_Stored items:_
◆ ◆ ◆
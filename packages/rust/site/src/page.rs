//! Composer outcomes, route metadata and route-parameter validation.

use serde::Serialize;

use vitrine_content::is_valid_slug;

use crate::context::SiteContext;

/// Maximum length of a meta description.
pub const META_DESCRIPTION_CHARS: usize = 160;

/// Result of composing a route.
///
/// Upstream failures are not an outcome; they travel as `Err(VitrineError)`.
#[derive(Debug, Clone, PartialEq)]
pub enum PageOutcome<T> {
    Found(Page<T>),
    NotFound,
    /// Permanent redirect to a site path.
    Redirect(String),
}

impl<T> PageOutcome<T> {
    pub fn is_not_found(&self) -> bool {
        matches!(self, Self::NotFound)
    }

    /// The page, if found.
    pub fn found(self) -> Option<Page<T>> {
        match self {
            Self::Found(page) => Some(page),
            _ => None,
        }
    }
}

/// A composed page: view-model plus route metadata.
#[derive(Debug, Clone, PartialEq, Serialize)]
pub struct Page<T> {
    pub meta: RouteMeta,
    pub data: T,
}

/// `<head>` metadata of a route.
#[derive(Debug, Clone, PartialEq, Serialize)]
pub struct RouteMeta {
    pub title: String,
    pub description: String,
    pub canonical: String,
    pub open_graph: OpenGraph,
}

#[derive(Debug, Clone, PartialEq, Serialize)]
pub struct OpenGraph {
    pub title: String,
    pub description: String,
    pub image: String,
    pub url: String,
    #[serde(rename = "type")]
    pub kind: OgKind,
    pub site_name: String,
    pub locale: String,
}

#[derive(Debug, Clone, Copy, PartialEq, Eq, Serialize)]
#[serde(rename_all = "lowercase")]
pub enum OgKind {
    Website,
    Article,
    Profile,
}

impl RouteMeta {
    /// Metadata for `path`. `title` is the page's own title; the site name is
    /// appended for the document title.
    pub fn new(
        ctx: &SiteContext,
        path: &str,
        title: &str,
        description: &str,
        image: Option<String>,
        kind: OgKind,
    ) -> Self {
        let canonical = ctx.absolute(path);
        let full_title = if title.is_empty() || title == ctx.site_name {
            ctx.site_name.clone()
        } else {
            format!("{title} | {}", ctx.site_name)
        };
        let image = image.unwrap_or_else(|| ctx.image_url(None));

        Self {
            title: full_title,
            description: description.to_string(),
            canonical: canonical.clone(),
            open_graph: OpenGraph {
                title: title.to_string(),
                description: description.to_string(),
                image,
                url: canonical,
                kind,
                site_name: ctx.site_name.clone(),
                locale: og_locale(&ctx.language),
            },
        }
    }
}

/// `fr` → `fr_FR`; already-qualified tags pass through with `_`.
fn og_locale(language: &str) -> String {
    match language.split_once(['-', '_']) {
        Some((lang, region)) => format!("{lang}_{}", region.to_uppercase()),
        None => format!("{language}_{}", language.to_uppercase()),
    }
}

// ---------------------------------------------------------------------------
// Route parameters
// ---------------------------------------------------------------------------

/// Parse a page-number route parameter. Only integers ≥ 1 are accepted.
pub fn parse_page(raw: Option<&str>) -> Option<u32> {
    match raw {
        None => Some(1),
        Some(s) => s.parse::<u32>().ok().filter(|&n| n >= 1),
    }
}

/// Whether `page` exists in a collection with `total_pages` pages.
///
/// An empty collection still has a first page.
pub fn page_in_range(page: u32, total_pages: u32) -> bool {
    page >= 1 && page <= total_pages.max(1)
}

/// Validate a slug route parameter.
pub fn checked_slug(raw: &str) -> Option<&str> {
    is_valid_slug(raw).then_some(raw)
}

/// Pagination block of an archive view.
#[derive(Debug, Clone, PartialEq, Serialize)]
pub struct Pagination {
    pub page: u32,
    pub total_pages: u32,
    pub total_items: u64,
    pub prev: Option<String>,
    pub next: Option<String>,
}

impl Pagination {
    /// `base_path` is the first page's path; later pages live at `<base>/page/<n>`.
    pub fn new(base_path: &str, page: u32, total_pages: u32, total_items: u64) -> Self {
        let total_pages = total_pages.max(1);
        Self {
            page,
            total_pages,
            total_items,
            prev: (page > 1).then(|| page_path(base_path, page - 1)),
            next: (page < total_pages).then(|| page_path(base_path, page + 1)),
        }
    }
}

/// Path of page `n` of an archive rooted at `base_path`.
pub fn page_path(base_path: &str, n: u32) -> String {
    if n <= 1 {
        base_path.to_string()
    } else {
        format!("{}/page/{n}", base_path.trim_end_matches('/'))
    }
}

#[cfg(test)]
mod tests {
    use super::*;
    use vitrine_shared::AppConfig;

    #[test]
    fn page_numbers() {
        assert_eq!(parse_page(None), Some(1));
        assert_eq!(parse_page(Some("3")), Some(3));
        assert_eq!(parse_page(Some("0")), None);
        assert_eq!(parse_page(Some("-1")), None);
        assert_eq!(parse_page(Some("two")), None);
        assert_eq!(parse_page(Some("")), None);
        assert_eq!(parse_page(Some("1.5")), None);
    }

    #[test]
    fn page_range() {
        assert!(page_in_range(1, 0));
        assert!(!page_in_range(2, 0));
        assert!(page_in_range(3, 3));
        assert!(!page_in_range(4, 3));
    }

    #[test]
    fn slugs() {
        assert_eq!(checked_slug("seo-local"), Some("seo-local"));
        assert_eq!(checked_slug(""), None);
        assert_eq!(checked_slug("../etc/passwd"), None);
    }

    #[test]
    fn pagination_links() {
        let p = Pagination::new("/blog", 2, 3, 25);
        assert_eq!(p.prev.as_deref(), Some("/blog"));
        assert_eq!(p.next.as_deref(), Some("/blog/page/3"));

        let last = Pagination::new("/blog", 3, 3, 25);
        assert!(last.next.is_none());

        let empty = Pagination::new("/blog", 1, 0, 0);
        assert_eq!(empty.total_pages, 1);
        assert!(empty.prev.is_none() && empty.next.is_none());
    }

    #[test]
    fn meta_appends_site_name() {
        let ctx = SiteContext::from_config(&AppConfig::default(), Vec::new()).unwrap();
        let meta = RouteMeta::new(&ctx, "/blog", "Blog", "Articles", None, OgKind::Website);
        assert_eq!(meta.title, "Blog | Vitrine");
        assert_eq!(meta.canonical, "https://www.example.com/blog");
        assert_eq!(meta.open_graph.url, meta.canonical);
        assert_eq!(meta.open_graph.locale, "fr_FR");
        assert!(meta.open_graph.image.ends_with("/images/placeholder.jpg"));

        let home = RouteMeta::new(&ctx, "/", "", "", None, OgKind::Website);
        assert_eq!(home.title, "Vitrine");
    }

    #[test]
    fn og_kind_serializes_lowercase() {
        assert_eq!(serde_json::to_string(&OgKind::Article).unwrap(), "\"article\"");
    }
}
◆ ◆ ◆
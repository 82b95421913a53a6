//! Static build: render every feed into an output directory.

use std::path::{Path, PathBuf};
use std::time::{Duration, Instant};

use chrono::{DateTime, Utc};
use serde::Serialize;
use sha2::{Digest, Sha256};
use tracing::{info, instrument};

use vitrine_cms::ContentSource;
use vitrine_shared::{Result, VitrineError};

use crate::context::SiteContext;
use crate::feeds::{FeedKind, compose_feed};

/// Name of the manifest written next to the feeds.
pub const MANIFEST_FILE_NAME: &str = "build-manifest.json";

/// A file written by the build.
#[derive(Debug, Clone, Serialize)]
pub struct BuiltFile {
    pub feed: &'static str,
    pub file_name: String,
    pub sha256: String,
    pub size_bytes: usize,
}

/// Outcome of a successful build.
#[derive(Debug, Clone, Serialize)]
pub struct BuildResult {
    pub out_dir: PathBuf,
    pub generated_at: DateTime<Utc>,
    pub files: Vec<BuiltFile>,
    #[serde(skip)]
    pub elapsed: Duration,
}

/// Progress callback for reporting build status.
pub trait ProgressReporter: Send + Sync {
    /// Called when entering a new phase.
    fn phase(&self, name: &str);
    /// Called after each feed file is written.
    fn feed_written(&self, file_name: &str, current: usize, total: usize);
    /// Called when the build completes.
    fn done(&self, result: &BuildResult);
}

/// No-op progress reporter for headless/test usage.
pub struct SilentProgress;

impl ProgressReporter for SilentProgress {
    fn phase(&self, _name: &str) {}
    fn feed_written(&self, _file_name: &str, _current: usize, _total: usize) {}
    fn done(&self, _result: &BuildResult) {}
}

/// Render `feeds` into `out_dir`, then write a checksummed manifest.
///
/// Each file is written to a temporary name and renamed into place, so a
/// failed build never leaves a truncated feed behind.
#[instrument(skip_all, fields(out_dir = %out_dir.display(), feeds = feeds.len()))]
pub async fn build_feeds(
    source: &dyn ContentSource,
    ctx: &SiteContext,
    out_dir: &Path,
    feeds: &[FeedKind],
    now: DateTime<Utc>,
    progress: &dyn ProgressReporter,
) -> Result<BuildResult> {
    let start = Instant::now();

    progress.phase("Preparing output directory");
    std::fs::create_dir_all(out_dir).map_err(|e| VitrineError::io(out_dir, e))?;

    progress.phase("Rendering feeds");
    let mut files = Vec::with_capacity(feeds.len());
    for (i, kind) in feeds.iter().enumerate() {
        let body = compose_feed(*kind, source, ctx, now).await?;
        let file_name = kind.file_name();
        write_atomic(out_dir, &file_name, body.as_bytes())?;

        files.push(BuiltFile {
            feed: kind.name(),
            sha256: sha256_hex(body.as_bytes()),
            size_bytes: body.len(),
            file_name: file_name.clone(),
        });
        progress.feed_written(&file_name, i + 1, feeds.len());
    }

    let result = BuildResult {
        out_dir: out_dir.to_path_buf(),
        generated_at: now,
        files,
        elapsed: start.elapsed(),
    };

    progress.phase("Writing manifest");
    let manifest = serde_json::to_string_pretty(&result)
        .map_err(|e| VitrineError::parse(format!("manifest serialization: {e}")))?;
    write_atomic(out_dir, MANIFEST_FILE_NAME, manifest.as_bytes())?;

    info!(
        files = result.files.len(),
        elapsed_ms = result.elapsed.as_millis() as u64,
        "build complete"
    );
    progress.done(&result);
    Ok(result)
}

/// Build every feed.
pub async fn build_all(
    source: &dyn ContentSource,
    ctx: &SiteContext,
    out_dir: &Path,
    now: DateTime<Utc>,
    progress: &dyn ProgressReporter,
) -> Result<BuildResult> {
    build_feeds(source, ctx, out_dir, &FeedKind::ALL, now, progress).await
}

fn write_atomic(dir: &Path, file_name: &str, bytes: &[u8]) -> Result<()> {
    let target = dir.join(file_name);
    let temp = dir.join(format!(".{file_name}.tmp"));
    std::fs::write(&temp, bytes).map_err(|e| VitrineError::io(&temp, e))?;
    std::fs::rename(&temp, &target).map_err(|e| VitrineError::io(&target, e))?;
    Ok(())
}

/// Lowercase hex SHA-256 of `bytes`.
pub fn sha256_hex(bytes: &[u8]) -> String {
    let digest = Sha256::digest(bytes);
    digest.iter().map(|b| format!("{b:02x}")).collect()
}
◆ ◆ ◆
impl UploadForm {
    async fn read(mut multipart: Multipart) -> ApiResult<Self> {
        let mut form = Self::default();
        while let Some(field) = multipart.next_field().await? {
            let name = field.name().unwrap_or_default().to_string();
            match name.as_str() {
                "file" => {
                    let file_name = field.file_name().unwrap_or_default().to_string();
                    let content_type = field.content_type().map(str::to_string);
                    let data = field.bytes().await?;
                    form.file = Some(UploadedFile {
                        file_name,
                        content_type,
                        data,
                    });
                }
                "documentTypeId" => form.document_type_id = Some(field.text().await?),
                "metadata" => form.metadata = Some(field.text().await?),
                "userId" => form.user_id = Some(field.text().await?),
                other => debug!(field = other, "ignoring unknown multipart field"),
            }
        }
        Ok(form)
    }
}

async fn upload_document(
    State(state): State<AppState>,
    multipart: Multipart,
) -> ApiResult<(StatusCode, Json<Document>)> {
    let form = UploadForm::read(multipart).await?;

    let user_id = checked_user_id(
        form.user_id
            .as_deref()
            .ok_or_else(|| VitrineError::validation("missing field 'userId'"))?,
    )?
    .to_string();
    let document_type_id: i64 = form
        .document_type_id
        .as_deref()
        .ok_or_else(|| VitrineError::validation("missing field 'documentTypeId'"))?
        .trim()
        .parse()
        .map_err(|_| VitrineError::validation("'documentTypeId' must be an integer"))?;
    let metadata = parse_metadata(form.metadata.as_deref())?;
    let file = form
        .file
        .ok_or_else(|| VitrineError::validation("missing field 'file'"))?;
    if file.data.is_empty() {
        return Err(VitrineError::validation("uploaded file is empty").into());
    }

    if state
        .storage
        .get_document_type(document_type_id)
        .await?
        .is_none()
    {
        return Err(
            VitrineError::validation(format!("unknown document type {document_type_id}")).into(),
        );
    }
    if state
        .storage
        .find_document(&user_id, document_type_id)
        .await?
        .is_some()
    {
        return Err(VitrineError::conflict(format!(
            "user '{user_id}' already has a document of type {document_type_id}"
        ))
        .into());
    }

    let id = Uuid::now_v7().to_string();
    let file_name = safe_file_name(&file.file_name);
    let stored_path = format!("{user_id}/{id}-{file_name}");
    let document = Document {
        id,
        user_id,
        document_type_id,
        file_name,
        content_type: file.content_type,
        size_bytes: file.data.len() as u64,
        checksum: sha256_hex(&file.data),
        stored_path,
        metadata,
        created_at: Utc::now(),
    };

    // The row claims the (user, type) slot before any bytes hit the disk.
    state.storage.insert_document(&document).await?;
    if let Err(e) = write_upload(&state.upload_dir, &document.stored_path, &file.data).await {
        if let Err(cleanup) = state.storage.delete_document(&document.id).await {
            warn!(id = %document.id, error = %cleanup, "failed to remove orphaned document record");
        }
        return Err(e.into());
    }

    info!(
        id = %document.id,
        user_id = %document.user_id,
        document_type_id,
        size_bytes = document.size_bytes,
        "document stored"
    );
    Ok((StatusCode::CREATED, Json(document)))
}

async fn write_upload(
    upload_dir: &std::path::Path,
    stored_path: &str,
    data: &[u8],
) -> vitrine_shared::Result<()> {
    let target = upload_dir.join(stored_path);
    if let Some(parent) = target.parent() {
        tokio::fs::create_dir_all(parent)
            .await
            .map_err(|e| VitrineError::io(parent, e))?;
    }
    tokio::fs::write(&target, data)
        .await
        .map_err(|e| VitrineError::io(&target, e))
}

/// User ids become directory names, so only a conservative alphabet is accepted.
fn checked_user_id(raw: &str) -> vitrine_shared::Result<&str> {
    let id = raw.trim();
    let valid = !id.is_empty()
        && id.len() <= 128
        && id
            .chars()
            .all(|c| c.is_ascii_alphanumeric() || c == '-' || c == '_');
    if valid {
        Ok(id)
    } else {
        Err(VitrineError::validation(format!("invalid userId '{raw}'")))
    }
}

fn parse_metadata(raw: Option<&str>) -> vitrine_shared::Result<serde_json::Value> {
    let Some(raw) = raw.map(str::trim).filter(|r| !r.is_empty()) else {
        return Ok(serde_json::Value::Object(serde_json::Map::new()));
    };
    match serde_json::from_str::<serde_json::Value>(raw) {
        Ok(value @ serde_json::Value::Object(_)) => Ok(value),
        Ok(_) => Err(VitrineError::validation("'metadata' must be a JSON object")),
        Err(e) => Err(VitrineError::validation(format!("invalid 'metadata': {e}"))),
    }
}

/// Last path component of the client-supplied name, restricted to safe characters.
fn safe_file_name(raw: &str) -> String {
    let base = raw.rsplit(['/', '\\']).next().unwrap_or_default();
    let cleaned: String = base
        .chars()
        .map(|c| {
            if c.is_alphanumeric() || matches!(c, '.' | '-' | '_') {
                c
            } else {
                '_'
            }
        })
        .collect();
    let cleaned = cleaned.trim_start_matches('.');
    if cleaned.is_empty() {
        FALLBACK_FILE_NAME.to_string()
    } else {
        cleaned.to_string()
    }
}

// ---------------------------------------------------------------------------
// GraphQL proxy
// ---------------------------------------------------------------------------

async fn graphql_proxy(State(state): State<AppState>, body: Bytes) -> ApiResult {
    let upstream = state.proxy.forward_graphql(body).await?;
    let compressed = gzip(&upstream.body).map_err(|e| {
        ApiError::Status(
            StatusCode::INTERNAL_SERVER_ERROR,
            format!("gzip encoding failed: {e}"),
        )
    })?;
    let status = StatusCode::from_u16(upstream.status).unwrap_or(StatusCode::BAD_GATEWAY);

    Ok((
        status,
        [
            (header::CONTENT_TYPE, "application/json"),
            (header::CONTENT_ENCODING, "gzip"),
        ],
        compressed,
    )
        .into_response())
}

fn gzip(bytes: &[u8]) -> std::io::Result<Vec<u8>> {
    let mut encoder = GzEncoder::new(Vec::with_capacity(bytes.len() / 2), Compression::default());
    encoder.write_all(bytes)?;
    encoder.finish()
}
◆ ◆ ◆
_EXERCISE PROMPT:_ A count is needed of the lines above that hold the word "tokio"; give that count and no other text.

_REPLY:_ 2